Instructions to follow —
Word for word, restate the lines of the data from the first through the one containing "encoding and decoding.", and nothing else.

━━ The data

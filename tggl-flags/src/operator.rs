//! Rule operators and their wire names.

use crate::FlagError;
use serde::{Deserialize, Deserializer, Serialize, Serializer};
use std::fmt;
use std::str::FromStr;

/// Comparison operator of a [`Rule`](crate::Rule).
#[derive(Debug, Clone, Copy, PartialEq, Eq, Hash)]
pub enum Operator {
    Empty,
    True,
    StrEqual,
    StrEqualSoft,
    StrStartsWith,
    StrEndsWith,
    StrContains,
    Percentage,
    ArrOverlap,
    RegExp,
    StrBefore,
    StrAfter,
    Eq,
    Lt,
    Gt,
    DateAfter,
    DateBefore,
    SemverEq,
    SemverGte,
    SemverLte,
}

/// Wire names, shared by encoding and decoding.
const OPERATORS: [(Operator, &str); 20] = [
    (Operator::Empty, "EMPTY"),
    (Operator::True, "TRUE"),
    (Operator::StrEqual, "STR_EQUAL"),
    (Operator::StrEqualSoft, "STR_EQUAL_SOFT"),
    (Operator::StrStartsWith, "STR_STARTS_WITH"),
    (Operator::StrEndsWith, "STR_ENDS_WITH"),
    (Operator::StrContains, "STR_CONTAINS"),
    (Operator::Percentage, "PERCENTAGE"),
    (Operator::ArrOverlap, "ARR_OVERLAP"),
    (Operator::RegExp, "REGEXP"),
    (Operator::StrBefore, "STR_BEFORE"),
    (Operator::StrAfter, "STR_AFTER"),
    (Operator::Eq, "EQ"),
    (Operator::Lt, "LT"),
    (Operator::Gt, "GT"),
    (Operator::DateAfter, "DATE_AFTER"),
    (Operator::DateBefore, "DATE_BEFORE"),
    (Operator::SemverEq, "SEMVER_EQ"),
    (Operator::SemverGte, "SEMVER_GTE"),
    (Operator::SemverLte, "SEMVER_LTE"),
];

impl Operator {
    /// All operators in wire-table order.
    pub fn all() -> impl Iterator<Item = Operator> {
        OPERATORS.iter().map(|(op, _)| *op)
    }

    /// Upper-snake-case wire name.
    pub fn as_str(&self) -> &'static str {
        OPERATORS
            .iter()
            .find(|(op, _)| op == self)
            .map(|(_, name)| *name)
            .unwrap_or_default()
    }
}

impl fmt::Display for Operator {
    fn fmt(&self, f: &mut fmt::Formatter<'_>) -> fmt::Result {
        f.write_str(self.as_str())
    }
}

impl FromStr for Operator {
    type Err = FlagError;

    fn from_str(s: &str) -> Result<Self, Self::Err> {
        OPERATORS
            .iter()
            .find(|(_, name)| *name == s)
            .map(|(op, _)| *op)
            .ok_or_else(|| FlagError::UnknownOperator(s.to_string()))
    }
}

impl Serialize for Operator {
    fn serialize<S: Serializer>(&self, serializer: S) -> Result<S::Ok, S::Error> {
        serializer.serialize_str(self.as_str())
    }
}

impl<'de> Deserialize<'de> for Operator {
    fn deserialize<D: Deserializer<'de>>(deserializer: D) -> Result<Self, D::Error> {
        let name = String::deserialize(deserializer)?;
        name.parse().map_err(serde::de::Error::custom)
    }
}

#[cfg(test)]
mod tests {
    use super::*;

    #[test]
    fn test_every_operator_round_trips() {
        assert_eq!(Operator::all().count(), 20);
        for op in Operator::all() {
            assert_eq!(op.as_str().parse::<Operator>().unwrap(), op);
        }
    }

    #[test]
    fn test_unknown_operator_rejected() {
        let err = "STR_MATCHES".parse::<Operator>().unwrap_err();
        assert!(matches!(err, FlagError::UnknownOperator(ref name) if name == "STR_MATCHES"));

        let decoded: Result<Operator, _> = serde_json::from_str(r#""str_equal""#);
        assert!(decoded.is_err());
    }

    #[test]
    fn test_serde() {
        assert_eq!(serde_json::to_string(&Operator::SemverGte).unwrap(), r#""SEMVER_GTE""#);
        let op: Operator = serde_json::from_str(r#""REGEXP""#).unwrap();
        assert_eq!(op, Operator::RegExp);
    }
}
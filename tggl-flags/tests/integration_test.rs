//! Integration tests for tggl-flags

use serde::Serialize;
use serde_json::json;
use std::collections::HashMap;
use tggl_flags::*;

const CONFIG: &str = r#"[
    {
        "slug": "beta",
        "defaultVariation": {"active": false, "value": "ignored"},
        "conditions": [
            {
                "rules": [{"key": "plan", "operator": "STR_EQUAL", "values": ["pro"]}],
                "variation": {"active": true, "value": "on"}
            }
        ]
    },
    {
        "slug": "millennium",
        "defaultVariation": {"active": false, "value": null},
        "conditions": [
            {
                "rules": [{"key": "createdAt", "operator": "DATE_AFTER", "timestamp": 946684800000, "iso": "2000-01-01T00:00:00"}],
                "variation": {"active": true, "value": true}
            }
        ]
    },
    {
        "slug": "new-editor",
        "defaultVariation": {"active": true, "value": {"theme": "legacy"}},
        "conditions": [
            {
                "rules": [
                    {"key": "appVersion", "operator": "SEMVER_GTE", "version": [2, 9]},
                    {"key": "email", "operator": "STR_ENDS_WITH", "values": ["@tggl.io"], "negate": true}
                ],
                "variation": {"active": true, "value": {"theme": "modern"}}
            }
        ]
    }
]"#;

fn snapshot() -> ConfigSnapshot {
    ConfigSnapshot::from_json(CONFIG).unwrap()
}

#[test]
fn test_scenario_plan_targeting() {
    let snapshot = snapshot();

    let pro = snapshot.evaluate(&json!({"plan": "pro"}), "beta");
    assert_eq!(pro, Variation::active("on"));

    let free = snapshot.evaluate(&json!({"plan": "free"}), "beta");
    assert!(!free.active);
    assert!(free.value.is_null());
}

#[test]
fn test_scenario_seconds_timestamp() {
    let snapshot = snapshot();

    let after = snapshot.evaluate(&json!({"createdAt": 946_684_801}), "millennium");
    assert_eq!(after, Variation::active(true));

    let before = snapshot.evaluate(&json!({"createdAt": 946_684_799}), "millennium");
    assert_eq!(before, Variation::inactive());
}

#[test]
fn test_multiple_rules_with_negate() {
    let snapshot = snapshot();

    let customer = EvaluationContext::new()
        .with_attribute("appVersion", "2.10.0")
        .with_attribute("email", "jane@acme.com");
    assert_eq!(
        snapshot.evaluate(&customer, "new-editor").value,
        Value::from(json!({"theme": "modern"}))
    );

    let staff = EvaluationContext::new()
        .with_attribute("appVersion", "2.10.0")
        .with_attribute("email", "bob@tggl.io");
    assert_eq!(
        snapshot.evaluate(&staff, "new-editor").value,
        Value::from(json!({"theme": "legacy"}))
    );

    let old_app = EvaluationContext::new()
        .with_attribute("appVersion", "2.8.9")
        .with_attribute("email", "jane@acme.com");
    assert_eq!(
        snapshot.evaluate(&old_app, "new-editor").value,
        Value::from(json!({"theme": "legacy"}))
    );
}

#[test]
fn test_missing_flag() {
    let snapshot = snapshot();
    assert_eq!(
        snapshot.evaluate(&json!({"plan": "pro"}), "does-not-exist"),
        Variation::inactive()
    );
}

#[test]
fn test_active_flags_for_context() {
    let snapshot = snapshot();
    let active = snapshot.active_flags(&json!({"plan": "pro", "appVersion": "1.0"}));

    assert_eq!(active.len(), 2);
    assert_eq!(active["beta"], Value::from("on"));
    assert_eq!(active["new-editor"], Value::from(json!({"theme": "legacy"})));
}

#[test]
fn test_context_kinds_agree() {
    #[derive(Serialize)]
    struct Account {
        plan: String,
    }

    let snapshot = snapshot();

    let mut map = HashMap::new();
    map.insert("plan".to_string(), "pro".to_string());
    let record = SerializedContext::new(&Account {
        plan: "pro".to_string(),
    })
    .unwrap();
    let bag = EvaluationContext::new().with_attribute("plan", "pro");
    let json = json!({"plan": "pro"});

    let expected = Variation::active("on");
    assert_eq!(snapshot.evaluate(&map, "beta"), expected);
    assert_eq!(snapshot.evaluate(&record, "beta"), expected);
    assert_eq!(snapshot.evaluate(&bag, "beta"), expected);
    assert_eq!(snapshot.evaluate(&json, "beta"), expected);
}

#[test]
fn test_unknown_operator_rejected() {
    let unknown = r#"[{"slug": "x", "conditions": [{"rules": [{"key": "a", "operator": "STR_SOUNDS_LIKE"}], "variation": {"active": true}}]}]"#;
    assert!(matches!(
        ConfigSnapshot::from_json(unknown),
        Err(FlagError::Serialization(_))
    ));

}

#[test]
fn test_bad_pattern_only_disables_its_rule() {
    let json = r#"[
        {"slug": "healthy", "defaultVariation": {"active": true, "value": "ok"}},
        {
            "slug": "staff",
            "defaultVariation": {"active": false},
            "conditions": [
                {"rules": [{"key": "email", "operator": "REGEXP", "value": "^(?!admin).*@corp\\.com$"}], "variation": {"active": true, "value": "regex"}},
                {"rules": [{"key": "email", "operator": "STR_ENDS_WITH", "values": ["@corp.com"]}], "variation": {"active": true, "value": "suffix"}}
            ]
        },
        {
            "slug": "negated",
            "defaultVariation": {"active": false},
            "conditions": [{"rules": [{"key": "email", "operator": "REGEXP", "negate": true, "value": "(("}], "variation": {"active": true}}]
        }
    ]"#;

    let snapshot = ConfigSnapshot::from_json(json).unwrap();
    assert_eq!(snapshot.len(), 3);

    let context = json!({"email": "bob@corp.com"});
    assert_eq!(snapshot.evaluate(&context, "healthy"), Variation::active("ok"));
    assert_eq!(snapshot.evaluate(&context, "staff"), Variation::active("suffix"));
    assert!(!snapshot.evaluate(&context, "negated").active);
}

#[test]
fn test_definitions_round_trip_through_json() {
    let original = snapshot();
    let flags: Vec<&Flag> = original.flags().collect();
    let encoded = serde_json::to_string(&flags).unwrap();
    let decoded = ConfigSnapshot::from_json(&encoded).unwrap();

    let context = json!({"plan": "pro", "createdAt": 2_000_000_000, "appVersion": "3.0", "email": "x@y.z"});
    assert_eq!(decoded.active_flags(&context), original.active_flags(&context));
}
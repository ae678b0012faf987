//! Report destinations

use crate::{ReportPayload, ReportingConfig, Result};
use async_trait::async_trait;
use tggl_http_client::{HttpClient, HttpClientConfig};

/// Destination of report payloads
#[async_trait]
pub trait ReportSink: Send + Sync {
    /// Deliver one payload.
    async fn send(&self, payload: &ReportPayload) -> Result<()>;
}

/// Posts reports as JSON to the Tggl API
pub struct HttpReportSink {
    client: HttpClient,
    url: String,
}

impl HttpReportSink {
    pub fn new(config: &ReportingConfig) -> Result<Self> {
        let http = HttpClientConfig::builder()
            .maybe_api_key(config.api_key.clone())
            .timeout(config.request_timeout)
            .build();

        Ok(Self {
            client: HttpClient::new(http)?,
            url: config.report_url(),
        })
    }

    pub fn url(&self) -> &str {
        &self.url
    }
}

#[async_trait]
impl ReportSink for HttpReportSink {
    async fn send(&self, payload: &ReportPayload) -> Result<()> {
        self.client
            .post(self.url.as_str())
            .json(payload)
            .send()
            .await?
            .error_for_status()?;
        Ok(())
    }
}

━━━━

Result of the exercise —
filename tggl-flags/src/operator.rs
//! Rule operators and their wire names.

use crate::FlagError;
use serde::{Deserialize, Deserializer, Serialize, Serializer};
use std::fmt;
use std::str::FromStr;

/// Comparison operator of a [`Rule`](crate::Rule).
#[derive(Debug, Clone, Copy, PartialEq, Eq, Hash)]
pub enum Operator {
    Empty,
    True,
    StrEqual,
    StrEqualSoft,
    StrStartsWith,
    StrEndsWith,
    StrContains,
    Percentage,
    ArrOverlap,
    RegExp,
    StrBefore,
    StrAfter,
    Eq,
    Lt,
    Gt,
    DateAfter,
    DateBefore,
    SemverEq,
    SemverGte,
    SemverLte,
}

/// Wire names, shared by encoding and decoding.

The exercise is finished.